Copy word for word, please, the lines of the entries below running from the one containing "All rights reserved." to the one containing "delivery through a", both ends included.

[Data to use Boundary: Start]

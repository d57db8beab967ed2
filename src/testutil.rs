// This Source Code Form is subject to the terms of the Mozilla Public
// License, v. 2.0. If a copy of the MPL was not distributed with this
// file, You can obtain one at https://mozilla.org/MPL/2.0/.

//! Test-only helpers for constructing synthetic Mach-O binaries.
//!
//! The produced binaries are minimal but structurally valid: a `__TEXT`
//! segment with one section, a trailing `__LINKEDIT` segment, and a symbol
//! table command referencing it. That is enough for the signing machinery
//! to analyze, digest, and rewrite them.

use {
    goblin::{
        container::{Container, Ctx, Endian},
        mach::{
            cputype::{CPU_TYPE_ARM64, CPU_TYPE_X86_64},
            header::{Header, MH_MAGIC_64},
            load_command::{
                Section64, SegmentCommand64, SymtabCommand, LC_SEGMENT_64, LC_SYMTAB,
                SIZEOF_SECTION_64, SIZEOF_SEGMENT_COMMAND_64,
            },
        },
    },
    scroll::IOwrite,
    std::io::Write,
};

const MH_EXECUTE: u32 = 0x2;

/// sizeof(symtab_command): 6 u32 fields.
const SIZEOF_SYMTAB_COMMAND: usize = 24;

const TEXT_FILE_SIZE: u64 = 0x1000;
const TEXT_SECTION_OFFSET: u32 = 0x400;
const TEXT_SECTION_SIZE: u64 = 0x200;
const LINKEDIT_FILE_SIZE: u64 = 0x20;

fn padded_name(name: &str) -> [u8; 16] {
    let mut out = [0u8; 16];
    out[..name.len()].copy_from_slice(name.as_bytes());
    out
}

/// Builds minimal 64-bit little-endian Mach-O executables.
pub(crate) struct MachOBuilder {
    cputype: u32,
    cpusubtype: u32,
}

impl MachOBuilder {
    pub fn new_aarch64() -> Self {
        Self {
            cputype: CPU_TYPE_ARM64,
            cpusubtype: 0,
        }
    }

    pub fn new_x86_64() -> Self {
        Self {
            cputype: CPU_TYPE_X86_64,
            cpusubtype: 3,
        }
    }

    /// Override the CPU type, e.g. to produce an unsupported architecture.
    pub fn cputype(mut self, cputype: u32) -> Self {
        self.cputype = cputype;
        self
    }

    pub fn build(&self) -> Vec<u8> {
        let ctx = Ctx::new(Container::Big, Endian::Little);

        let sizeofcmds = (SIZEOF_SEGMENT_COMMAND_64 + SIZEOF_SECTION_64)
            + SIZEOF_SEGMENT_COMMAND_64
            + SIZEOF_SYMTAB_COMMAND;

        let header = Header {
            magic: MH_MAGIC_64,
            cputype: self.cputype,
            cpusubtype: self.cpusubtype,
            filetype: MH_EXECUTE,
            ncmds: 3,
            sizeofcmds: sizeofcmds as u32,
            flags: 0,
            reserved: 0,
        };

        let text_segment = SegmentCommand64 {
            cmd: LC_SEGMENT_64,
            cmdsize: (SIZEOF_SEGMENT_COMMAND_64 + SIZEOF_SECTION_64) as u32,
            segname: padded_name("__TEXT"),
            vmaddr: 0x1_0000_0000,
            vmsize: 0x4000,
            fileoff: 0,
            filesize: TEXT_FILE_SIZE,
            maxprot: 5,
            initprot: 5,
            nsects: 1,
            flags: 0,
        };

        let text_section = Section64 {
            sectname: padded_name("__text"),
            segname: padded_name("__TEXT"),
            addr: 0x1_0000_0000 + TEXT_SECTION_OFFSET as u64,
            size: TEXT_SECTION_SIZE,
            offset: TEXT_SECTION_OFFSET,
            align: 2,
            reloff: 0,
            nreloc: 0,
            flags: 0x8000_0400,
            reserved1: 0,
            reserved2: 0,
            reserved3: 0,
        };

        let linkedit_segment = SegmentCommand64 {
            cmd: LC_SEGMENT_64,
            cmdsize: SIZEOF_SEGMENT_COMMAND_64 as u32,
            segname: padded_name("__LINKEDIT"),
            vmaddr: 0x1_0000_4000,
            vmsize: 0x4000,
            fileoff: TEXT_FILE_SIZE,
            filesize: LINKEDIT_FILE_SIZE,
            maxprot: 1,
            initprot: 1,
            nsects: 0,
            flags: 0,
        };

        // An empty symbol table whose string table occupies __LINKEDIT,
        // giving the rewrite pass a linkedit-referencing offset to preserve.
        let symtab = SymtabCommand {
            cmd: LC_SYMTAB,
            cmdsize: SIZEOF_SYMTAB_COMMAND as u32,
            symoff: TEXT_FILE_SIZE as u32,
            nsyms: 0,
            stroff: TEXT_FILE_SIZE as u32,
            strsize: LINKEDIT_FILE_SIZE as u32,
        };

        let mut cursor = std::io::Cursor::new(Vec::<u8>::new());

        cursor.iowrite_with(header, ctx).unwrap();
        cursor.iowrite_with(text_segment, ctx.le).unwrap();
        cursor.iowrite_with(text_section, ctx.le).unwrap();
        cursor.iowrite_with(linkedit_segment, ctx.le).unwrap();
        cursor.iowrite_with(symtab, ctx.le).unwrap();

        // Zero fill up to the section content, then a deterministic pattern
        // so page digests aren't digests of all zeroes.
        let pos = cursor.position() as usize;
        cursor
            .write_all(&vec![0u8; TEXT_SECTION_OFFSET as usize - pos])
            .unwrap();
        cursor
            .write_all(
                &(0..TEXT_SECTION_SIZE)
                    .map(|i| (i as u8).wrapping_mul(31).wrapping_add(7))
                    .collect::<Vec<_>>(),
            )
            .unwrap();

        let pos = cursor.position() as usize;
        cursor
            .write_all(&vec![0u8; TEXT_FILE_SIZE as usize - pos])
            .unwrap();

        // __LINKEDIT content (the empty string table).
        cursor
            .write_all(&vec![0u8; LINKEDIT_FILE_SIZE as usize])
            .unwrap();

        cursor.into_inner()
    }
}

#[cfg(test)]
mod tests {
    use super::*;

    #[test]
    fn builder_output_parses() {
        let data = MachOBuilder::new_aarch64().build();
        assert_eq!(data.len(), (TEXT_FILE_SIZE + LINKEDIT_FILE_SIZE) as usize);

        let macho = goblin::mach::MachO::parse(&data, 0).unwrap();
        assert_eq!(macho.segments.len(), 2);
        assert_eq!(macho.header.cputype(), CPU_TYPE_ARM64);

        let names = macho
            .segments
            .iter()
            .map(|s| s.name().unwrap().to_string())
            .collect::<Vec<_>>();
        assert_eq!(names, vec!["__TEXT", "__LINKEDIT"]);
    }
}
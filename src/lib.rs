// This Source Code Form is subject to the terms of the Mozilla Public
// License, v. 2.0. If a copy of the MPL was not distributed with this
// file, You can obtain one at https://mozilla.org/MPL/2.0/.

//! Embedded code signature generation for Mach-O binaries.
//!
//! This crate implements application code signing for Apple executable
//! formats without depending on Apple hardware or tooling: it can produce
//! and inspect the embedded signature superblobs that Apple operating
//! systems verify at load time.
//!
//! # Features and Capabilities
//!
//! * Locate and deeply parse code signature data in Mach-O binaries, both
//!   thin and fat/universal. (See the [Signable] trait and
//!   [EmbeddedSignature].)
//! * Produce ad-hoc (keyless) signatures that seal binary content with
//!   page-granularity digests but carry no authorship attestation. (See
//!   [sign_macho_adhoc].)
//! * Produce cryptographic signatures wrapping the code directory digest in
//!   a CMS `SignedData` structure with a supplied certificate and private
//!   key, for every Mach-O binary in an application bundle, with progress
//!   reporting and cancellation. (See [BundleSigningRequest].)
//! * Inspect PKCS#12 credentials: organizational unit (team identifier) and
//!   validity window extraction, with side-effect-free validity checking.
//!   (See [Credential].)
//! * Parse CMS-signed provisioning profiles, verifying their signature
//!   before exposing payload content, and derive the team identifier from
//!   embedded entitlements. (See [ProvisioningProfile].)
//!
//! Deliberately out of scope: notarization, resource sealing
//! (`CodeResources`), Info.plist rewriting, keychain integration, and the
//! code requirement expression language (requirement blobs are carried as
//! opaque compiled bytes).
//!
//! # Verification caveat
//!
//! This crate verifies digests and cryptographic signatures it produces or
//! parses. It does not reimplement the full rule set Apple's operating
//! systems apply when admitting a binary for execution; validate output
//! against Apple tooling when that matters.

mod code_directory;
pub use code_directory::*;
mod code_hash;
pub use code_hash::*;
mod credential;
pub use credential::*;
pub mod embedded_signature;
pub use embedded_signature::*;
mod embedded_signature_builder;
pub use embedded_signature_builder::*;
pub mod entitlements;
mod error;
pub use error::*;
mod macho;
pub use macho::*;
mod macho_signing;
pub use macho_signing::*;
mod provisioning;
pub use provisioning::*;
mod signing;
pub use signing::*;
mod signing_settings;
pub use signing_settings::*;
#[cfg(test)]
mod testutil;
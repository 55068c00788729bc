// Copyright (c) 2025 Geoffrey Huntley <ghuntley@ghuntley.com>. All rights reserved.
// SPDX-License-Identifier: Proprietary

//! Audit report documents: construction, HTML/plain-text rendering, and
//! delivery through a [`ReportSink`].

pub mod document;
pub mod error;
pub mod render;
pub mod sink;

pub use document::{prefixed_subject, Report, ReportKind, ReportRow};
pub use error::ReportError;
pub use render::{html_escape, render_html, render_text};
pub use sink::{LogReportSink, MailReportSink, ReportSink};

[Data to use Boundary: End]

Output of the exercise ->
// Copyright (c) 2025 Geoffrey Huntley <ghuntley@ghuntley.com>. All rights reserved.
// SPDX-License-Identifier: Proprietary

//! Audit report documents: construction, HTML/plain-text rendering, and
//! delivery through a [`ReportSink`].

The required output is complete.